Le président américain George Bush, théoricien de l’Axe du mal sur lequel l’Iran trouvait une bonne place, a en effet mis en garde la communauté internationale contre la menace d’une Troisième guerre mondiale. Rien de moins. "Nous avons un dirigeant en Iran qui a annoncé qu’il voulait détruire Israël", a affirmé Bush en référence aux multiples appels du président Mahmoud Ahmadinejad à "rayer Israël de la carte". "Donc j’ai dit aux gens que, s’ils voulaient éviter une Troisième guerre mondiale, il semble qu’ils devraient se demander comment les empêcher d’acquérir les connaissances nécessaires pour fabriquer une arme nucléaire", a-t-il poursuivi. Le poids des mots est énorme, car il brandit non la seule menace d’une guerre, mais d’une déclaration de guerre.
La Russie ne veut pas de nouvelles sanctions à l’ONU
Au moment où l’administration Bush concentre les efforts de sa dernière année de mandat sur la résolution du conflit israélo-palestinien, et que l’échec de la stratégie présidentielle en Irak pèse sur la Maison blanche, l’Iran apparaît à Washington comme un facteur déstabilisateur pour la région. Bush l’assume, qui s’est fait le pourfendeur en chef du programme nucléaire iranien. Téhéran revendique son libre accès au nucléaire civil comme source d’énergie, les Occidentaux le soupçonnent d’avoir des ambitions militaires. Des sanctions ont déjà été adoptées par le Conseil de sécurité des Nations unies. Les Etats-Unis et l’Europe souhaitent aller plus loin, mais se heurtent à la Russie.
Le président américain n’a que peu goûté la visite de son homologue Vladimir Poutine, mardi à Téhéran. A cette occasion, le maître du Kremlin a rappelé que les deux pays collaboraient dans le domaine du nucléaire civil, s’engageant notamment à ce que la centrale iranienne de Bushehr soit livrée dans les délais par les constructeurs russes. Surtout, Poutine a remis en question à plusieurs reprises les soupçons de ses partenaires diplomatiques. Au cours de ses rencontres avec Nicolas Sarkozy, puis Angela Merkel, ces derniers jours, il a déclaré ne pas avoir la preuve que l’Iran cherchait à se doter de l’arme nucléaire. Moscou "part du principe" que l’Iran n’a pas d’ambitions militaires. Mardi, il a répété qu’il n’accepterait aucune attaque contre la République islamique.

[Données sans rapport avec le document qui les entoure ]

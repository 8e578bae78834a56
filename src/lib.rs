//! # mill-serve
//! An event-driven TCP connection server core for Linux: one main thread
//! multiplexes readiness for every connection, a fixed pool of workers runs
//! the application protocol, and idle connections are evicted on a timer.
//!
//! The core is protocol-agnostic. An application plugs in by implementing
//! [`ConnectionHandler`]; the server owns sockets, buffers, registrations,
//! timers and teardown.
//!
//! ## Architecture Overview
//! ```text
//! ┌──────────────┐  signals   ┌───────────────┐
//! │ SignalBridge │──────────▶│               │  readable   ┌─────────────┐
//! └──────────────┘            │   MainLoop    │───────────▶│ WorkerPool  │
//! ┌──────────────┐  readiness │  (one thread) │             │ (N threads) │
//! │ Multiplexer  │──────────▶│               │◀───────────│             │
//! └──────────────┘            └───────┬───────┘ completions └─────────────┘
//!                                     │ owns
//!                     ┌───────────────┴───────────────┐
//!                     ▼                               ▼
//!             ┌───────────────┐               ┌──────────────┐
//!             │ConnectionTable│◀── ids ──────│  TimerList   │
//!             └───────────────┘               └──────────────┘
//! ```
//!
//! - Connections are registered edge-triggered and oneshot: after a readable
//!   notification is handed to a worker, nothing else fires for that
//!   descriptor until the worker's completion is applied and it is re-armed.
//! - The table, the timer list and the registrations are touched only by
//!   the main loop. Workers report back through a completion queue.
//! - Timers and completions refer to connections by generation-checked
//!   [`ConnectionId`], so a stale reference is a no-op, never a use of a
//!   reused descriptor.
//!
//! ## Quick Start
//!
//! ```rust,no_run
//! use bytes::BytesMut;
//! use mill_serve::prelude::*;
//! use std::net::SocketAddr;
//!
//! struct Echo;
//!
//! impl ConnectionHandler for Echo {
//!     type Session = ();
//!
//!     fn on_connect(&self, _conn_id: ConnectionId, _peer: SocketAddr) {}
//!
//!     fn on_data(&self, _: &mut (), input: &mut BytesMut, output: &mut BytesMut) -> Result<Verdict> {
//!         output.extend_from_slice(&input.split());
//!         Ok(Verdict::Respond { keep_alive: true })
//!     }
//! }
//!
//! fn main() -> Result<()> {
//!     let config = ServerConfig::builder().port(7000).workers(4).build();
//!     let server = Server::bind(config, Echo)?;
//!     server.run()
//! }
//! ```

use std::{
    io,
    net::SocketAddr,
    sync::{
        atomic::{AtomicUsize, Ordering},
        Arc,
    },
};

pub mod config;
pub mod error;
pub mod event;
pub mod logging;
pub mod net;
pub mod object_pool;
pub mod poll;
pub mod reactor;
pub mod signal;
pub mod sync;
pub mod thread_pool;
pub mod timer;

pub use config::ServerConfig;
pub use error::{Error, Result};
pub use net::{ConnectionHandler, ConnectionId, Verdict};
pub use object_pool::{ObjectPool, PooledObject};
pub use reactor::ShutdownHandle;

use reactor::MainLoop;

/// Commonly used items.
///
/// ```rust
/// use mill_serve::prelude::*;
/// ```
pub mod prelude {
    pub use crate::config::{LogFormat, LoggingConfig, ServerConfig};
    pub use crate::error::{Error, Result};
    pub use crate::net::{ConnectionHandler, ConnectionId, Verdict};
    pub use crate::reactor::ShutdownHandle;
    pub use crate::thread_pool::SubmitPolicy;
    pub use crate::{Server, Stats};
}

/// A bound server, ready to run.
///
/// Construction allocates everything up front: listener, multiplexer,
/// connection table, worker threads and the signal bridge. A failure here
/// is a startup failure; once [`run`](Self::run) starts, per-connection
/// errors only ever close the affected connection.
///
/// Only one server may exist per process because signal dispositions are
/// process-wide; a second [`bind`](Self::bind) fails with
/// [`Error::SignalBridgeInUse`] until the first is dropped.
pub struct Server<H: ConnectionHandler> {
    main: MainLoop<H>,
}

impl<H: ConnectionHandler> Server<H> {
    /// Validate `config`, bind the listener and start the worker pool.
    ///
    /// ## Errors
    ///
    /// - [`Error::Config`] for invalid settings
    /// - [`Error::Io`] if the address cannot be bound
    /// - [`Error::SignalBridgeInUse`] if another server is alive
    pub fn bind(config: ServerConfig, handler: H) -> Result<Self> {
        Ok(Self {
            main: MainLoop::new(config, handler)?,
        })
    }

    /// Address the listener actually bound, useful with port 0.
    pub fn local_addr(&self) -> io::Result<SocketAddr> {
        self.main.local_addr()
    }

    /// A handle that stops [`run`](Self::run) from another thread.
    pub fn shutdown_handle(&self) -> ShutdownHandle {
        self.main.shutdown_handle()
    }

    pub fn live_connections(&self) -> usize {
        self.main.live_counter().load(Ordering::Acquire)
    }

    /// Counters that stay readable while the server runs on another thread.
    pub fn stats(&self) -> Stats {
        Stats {
            live: self.main.live_counter(),
        }
    }

    /// Serve until `SIGTERM`/`SIGINT` or a [`ShutdownHandle`] stops the loop,
    /// then close every connection and join the workers.
    pub fn run(mut self) -> Result<()> {
        self.main.run()
    }
}

#[derive(Debug, Clone)]
pub struct Stats {
    live: Arc<AtomicUsize>,
}

impl Stats {
    /// Connections currently in the table.
    pub fn live_connections(&self) -> usize {
        self.live.load(Ordering::Acquire)
    }
}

Gates demande "un front uni"
Bush s’inquiète de voir Poutine faire de l’Iran un partenaire lambda. Lors d’une conférence de presse à la Maison blanche, il a souhaité que le président russe lui fasse un compte-rendu de ses entretiens avec Ahmadinejad. "Ce qui m’intéresse, c’est de savoir s’il continue ou non d’avoir les mêmes inquiétudes que moi", a-t-il dit. En septembre, "il m’a redit qu’il estimait qu’il n’était pas dans l’intérêt du monde que l’Iran ait la capacité de fabriquer une arme nucléaire", a-t-il plaidé. Alors que le secrétaire à la Défense, Robert Gates, déclarait lundi que "seul un front uni sera capable d’exercer la pression suffisante" sur Téhéran, l’assouplissement de Poutine met un frein à la politique américaine. Mais l’obstination américaine à vouloir disposer d’un bouclier anti-missiles sur le sol européen - que le Kremlin considère comme une menace directe - n’oeuvre pas, non plus, pour l’unité. Les Etats-Unis seraient prêts à faire des concessions sur ce projet si l’Iran suspendait son programme d’enrichissement d’uranium, selon un représentant du Département d’Etat américain à Bruxelles. Renoncer, de part et d’autre, à des dispositifs militaires paraît en effet, la solution la plus cohérente pour éviter une guerre.